You Need Not Be Paranoid To Fear RFID
An anonymous reader writes "A story at the Boston Globe covers extensive privacy abuses involving RFID." From the article: "Why is this so scary? Because so many of us pay for our purchases with credit or debit cards, which contain our names, addresses, and other sensitive information. Now imagine a store with RFID chips embedded in every product. At checkout time, the digital code in each item is associated with our credit card data. From now on, that particular pair of shoes or carton of cigarettes is associated with you. Even if you throw them away, the RFID chips will survive. Indeed, Albrecht and McIntyre learned that the phone company BellSouth Corp. had applied for a patent on a system for scanning RFID tags in trash, and using the data to study the shopping patterns of individual consumers." I think they may be going a little overboard with their stance, but it's always interesting to talk about.
I believe that law alone is not going to stop abusive aplications of this RFID technology. There will be police interest to investigate who passed throw some place where a crime had happend. There will be the marketing department in every major store, that will want to collect information on whitch places on the mega-store you're spending time on. There will be many people intersted in sliping an RFID without your knowlwdge, stalkers, private investigators, police, anti-terrorist people, terrorists, the list is likely to be endless.

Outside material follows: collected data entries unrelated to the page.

//! Static geodata for the data-center globe.
//!
//! The catalog is plain data injected into the engine at construction;
//! nothing here mutates behind the engine's back. [`Catalog::revision`]
//! changes whenever the location list does, so derived layers know when to
//! recompute.

mod builtin;
mod location;

use std::collections::BTreeSet;

use thiserror::Error;

pub use builtin::DATA_CENTERS;
pub use location::{Category, HEADQUARTERS, Location};

#[derive(Debug, Clone, PartialEq, Error)]
pub enum CatalogError {
    #[error("catalog json is invalid: {0}")]
    Parse(String),
    #[error("duplicate location name: {0}")]
    DuplicateName(String),
    #[error("location {name} has invalid coordinates ({lat}, {lon})")]
    InvalidCoordinates { name: String, lat: f64, lon: f64 },
}

#[derive(Debug, Clone, PartialEq)]
pub struct Catalog {
    locations: Vec<Location>,
    revision: u64,
}

impl Default for Catalog {
    fn default() -> Self {
        Self::builtin()
    }
}

impl Catalog {
    pub fn builtin() -> Self {
        Self {
            locations: DATA_CENTERS.to_vec(),
            revision: 0,
        }
    }

    pub fn empty() -> Self {
        Self {
            locations: Vec::new(),
            revision: 0,
        }
    }

    pub fn new(locations: Vec<Location>) -> Result<Self, CatalogError> {
        validate(&locations)?;
        Ok(Self {
            locations,
            revision: 0,
        })
    }

    /// Parse a JSON array of locations.
    pub fn from_json(json: &str) -> Result<Self, CatalogError> {
        let locations: Vec<Location> =
            serde_json::from_str(json).map_err(|e| CatalogError::Parse(e.to_string()))?;
        Self::new(locations)
    }

    pub fn to_json(&self) -> Result<String, CatalogError> {
        serde_json::to_string(&self.locations).map_err(|e| CatalogError::Parse(e.to_string()))
    }

    pub fn push(&mut self, location: Location) -> Result<(), CatalogError> {
        validate_one(&location)?;
        if self.get(&location.name).is_some() {
            return Err(CatalogError::DuplicateName(location.name.into_owned()));
        }
        self.locations.push(location);
        self.revision += 1;
        Ok(())
    }

    pub fn replace(&mut self, locations: Vec<Location>) -> Result<(), CatalogError> {
        validate(&locations)?;
        self.locations = locations;
        self.revision += 1;
        Ok(())
    }

    pub fn revision(&self) -> u64 {
        self.revision
    }

    pub fn get(&self, name: &str) -> Option<&Location> {
        self.locations.iter().find(|l| l.name == name)
    }

    pub fn locations(&self) -> &[Location] {
        &self.locations
    }

    pub fn len(&self) -> usize {
        self.locations.len()
    }

    pub fn is_empty(&self) -> bool {
        self.locations.is_empty()
    }

    pub fn headquarters(&self) -> impl Iterator<Item = &Location> {
        self.locations.iter().filter(|l| l.category.is_headquarters())
    }

    /// Distinct provider identifiers, sorted.
    pub fn providers(&self) -> Vec<&str> {
        let set: BTreeSet<&str> = self
            .locations
            .iter()
            .filter(|l| !l.category.is_headquarters())
            .map(|l| l.category.as_str())
            .collect();
        set.into_iter().collect()
    }
}

fn validate_one(location: &Location) -> Result<(), CatalogError> {
    if !location.position().is_valid() {
        return Err(CatalogError::InvalidCoordinates {
            name: location.name.to_string(),
            lat: location.lat,
            lon: location.lon,
        });
    }
    Ok(())
}

fn validate(locations: &[Location]) -> Result<(), CatalogError> {
    let mut seen = BTreeSet::new();
    for location in locations {
        validate_one(location)?;
        if !seen.insert(&*location.name) {
            return Err(CatalogError::DuplicateName(location.name.to_string()));
        }
    }
    Ok(())
}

So is there a cheappo way to detect this things reliably? How can one be shure that there isn't a NSA designed ship in that shoe you just bought? Ok, maybe a little too paranoid, but if the technology gets to be used every where, there will be time when a user that is worried will forget to disable one or a few of the RFIDs in his cristmas shopping, or maybe auntie tillie did not disable any of theirs, including your present. How can I know that some item of mine is not broadcasting his presence to anyone who happens to know how to activate the chip?